Provide the number of lines of the records that include "true", with no other content.

(Data records)
===============

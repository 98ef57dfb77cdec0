use tokio::sync::mpsc::UnboundedReceiver;
use tracing::{debug, error, info};

use super::coordinator::RelayCoordinator;
use crate::core::models::{DeleteDecision, MessageEvent, RepostDecision};

/// Tally of what the loop did, returned when the event stream ends.
#[derive(Debug, Default, Clone, Copy, PartialEq, Eq)]
pub struct RunSummary {
    pub received: usize,
    pub reposted: usize,
    pub deleted: usize,
    pub rejected: usize,
    pub failed: usize,
}

/// Consume events one at a time, in delivery order, until the sender side closes.
///
/// Errors are logged per event and never stop the loop.
pub async fn run_event_loop(
    coordinator: &RelayCoordinator,
    mut events: UnboundedReceiver<MessageEvent>,
) -> RunSummary {
    let mut summary = RunSummary::default();

    while let Some(event) = events.recv().await {
        summary.received += 1;
        debug!(channel = %event.channel_id, ts = %event.ts, "Event received");

        let (repost, delete) = coordinator.on_message(&event).await;

        match repost {
            Ok(RepostDecision::Reposted) => {
                summary.reposted += 1;
                info!(ts = %event.ts, "Reposted job posting");
            }
            Ok(decision) => {
                summary.rejected += 1;
                debug!(ts = %event.ts, outcome = decision.as_str(), "Repost skipped");
            }
            Err(e) => {
                summary.failed += 1;
                error!(ts = %event.ts, "Failed to repost message: {}", e);
            }
        }

        match delete {
            Ok(DeleteDecision::Deleted) => {
                summary.deleted += 1;
                info!(ts = %event.ts, "Deleted foreign message from destination channel");
            }
            Ok(decision) => {
                summary.rejected += 1;
                debug!(ts = %event.ts, outcome = decision.as_str(), "Delete skipped");
            }
            Err(e) => {
                summary.failed += 1;
                error!(ts = %event.ts, "Failed to delete message: {}", e);
            }
        }
    }

    info!(
        received = summary.received,
        reposted = summary.reposted,
        deleted = summary.deleted,
        "Event stream closed"
    );
    summary
}
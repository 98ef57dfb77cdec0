use std::collections::HashMap;

use super::config::AppConfig;
use crate::errors::RelayError;

/// Snapshot of workspace users and channels taken at startup.
#[derive(Debug, Clone, Default)]
pub struct Directory {
    users: HashMap<String, String>,
    channels: HashMap<String, String>,
}

impl Directory {
    #[must_use]
    pub fn new(users: HashMap<String, String>, channels: HashMap<String, String>) -> Self {
        Self { users, channels }
    }

    /// Display name for a user id.
    #[must_use]
    pub fn display_name(&self, user_id: &str) -> Option<&str> {
        self.users.get(user_id).map(String::as_str)
    }

    #[must_use]
    pub fn channel_id(&self, channel_name: &str) -> Option<&str> {
        self.channels.get(channel_name).map(String::as_str)
    }

    #[must_use]
    pub fn user_id(&self, display_name: &str) -> Option<&str> {
        self.users
            .iter()
            .find(|(_, name)| name.as_str() == display_name)
            .map(|(id, _)| id.as_str())
    }

    #[must_use]
    pub fn user_count(&self) -> usize {
        self.users.len()
    }

    #[must_use]
    pub fn channel_count(&self) -> usize {
        self.channels.len()
    }
}

/// Ids the coordinator compares events against.
#[derive(Debug, Clone, PartialEq, Eq)]
pub struct RelayContext {
    pub source_channel_id: String,
    pub destination_channel_id: String,
    pub agent_user_id: String,
}

impl RelayContext {
    /// # Errors
    ///
    /// Returns `RelayError::Directory` if a configured channel or user is unknown.
    pub fn resolve(config: &AppConfig, directory: &Directory) -> Result<Self, RelayError> {
        let channel = |name: &str| {
            directory
                .channel_id(name)
                .map(ToString::to_string)
                .ok_or_else(|| RelayError::Directory(format!("channel '{name}' not found")))
        };

        let agent_user_id = directory
            .user_id(&config.agent_user)
            .map(ToString::to_string)
            .ok_or_else(|| {
                RelayError::Directory(format!("user '{}' not found", config.agent_user))
            })?;

        Ok(Self {
            source_channel_id: channel(&config.source_channel)?,
            destination_channel_id: channel(&config.destination_channel)?,
            agent_user_id,
        })
    }
}
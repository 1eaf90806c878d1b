//! Authentication command definitions.

use crate::commands::params::{COMMAND_LOGIN, COMMAND_LOGOUT};
use clap::Command;

pub fn login_command() -> Command {
    Command::new(COMMAND_LOGIN)
        .about("Sign in by confirming a one-time link in your browser")
}

pub fn logout_command() -> Command {
    Command::new(COMMAND_LOGOUT).about("Forget the locally stored credentials")
}
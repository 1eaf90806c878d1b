//! CLI command definitions and argument parsing.
//!
//! This module defines all the CLI commands and their arguments using the clap
//! builder API, split into one file per command group.

use clap::{ArgMatches, Command};

pub mod auth;
pub mod config;
pub mod params;

pub use params::{
    COMMAND_CONFIG, COMMAND_GET, COMMAND_LOGIN, COMMAND_LOGOUT, COMMAND_PATH,
    PARAMETER_NON_INTERACTIVE, PARAMETER_VERBOSE,
};

/// Build the complete command tree without parsing anything.
pub fn build_cli() -> Command {
    Command::new(env!("CARGO_PKG_NAME"))
        .version(env!("CARGO_PKG_VERSION"))
        .author(env!("CARGO_PKG_AUTHORS"))
        .about(env!("CARGO_PKG_DESCRIPTION"))
        .propagate_version(true)
        .subcommand_required(true)
        .arg_required_else_help(true)
        .arg(params::verbose_parameter())
        .arg(params::non_interactive_parameter())
        .subcommand(auth::login_command())
        .subcommand(auth::logout_command())
        .subcommand(config::config_command())
}

/// Parse the process arguments against the command tree.
pub fn create_cli_commands() -> ArgMatches {
    build_cli().get_matches()
}

#[cfg(test)]
mod tests {
    use super::*;

    #[test]
    fn test_command_tree_is_valid() {
        build_cli().debug_assert();
    }

    #[test]
    fn test_non_interactive_flag_is_global() {
        let matches = build_cli()
            .try_get_matches_from(["fbcli", "login", "--non-interactive"])
            .unwrap();
        let (name, sub_matches) = matches.subcommand().unwrap();
        assert_eq!(name, COMMAND_LOGIN);
        assert!(sub_matches.get_flag(PARAMETER_NON_INTERACTIVE));
    }

    #[test]
    fn test_login_defaults_to_interactive() {
        let matches = build_cli().try_get_matches_from(["fbcli", "login"]).unwrap();
        assert!(!matches.get_flag(PARAMETER_NON_INTERACTIVE));
    }

    #[test]
    fn test_config_get_path() {
        let matches = build_cli()
            .try_get_matches_from(["fbcli", "config", "get", "path"])
            .unwrap();
        let (name, sub_matches) = matches.subcommand().unwrap();
        assert_eq!(name, COMMAND_CONFIG);
        let (name, sub_matches) = sub_matches.subcommand().unwrap();
        assert_eq!(name, COMMAND_GET);
        assert_eq!(sub_matches.subcommand_name(), Some(COMMAND_PATH));
    }
}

===============

■ **Your response**
3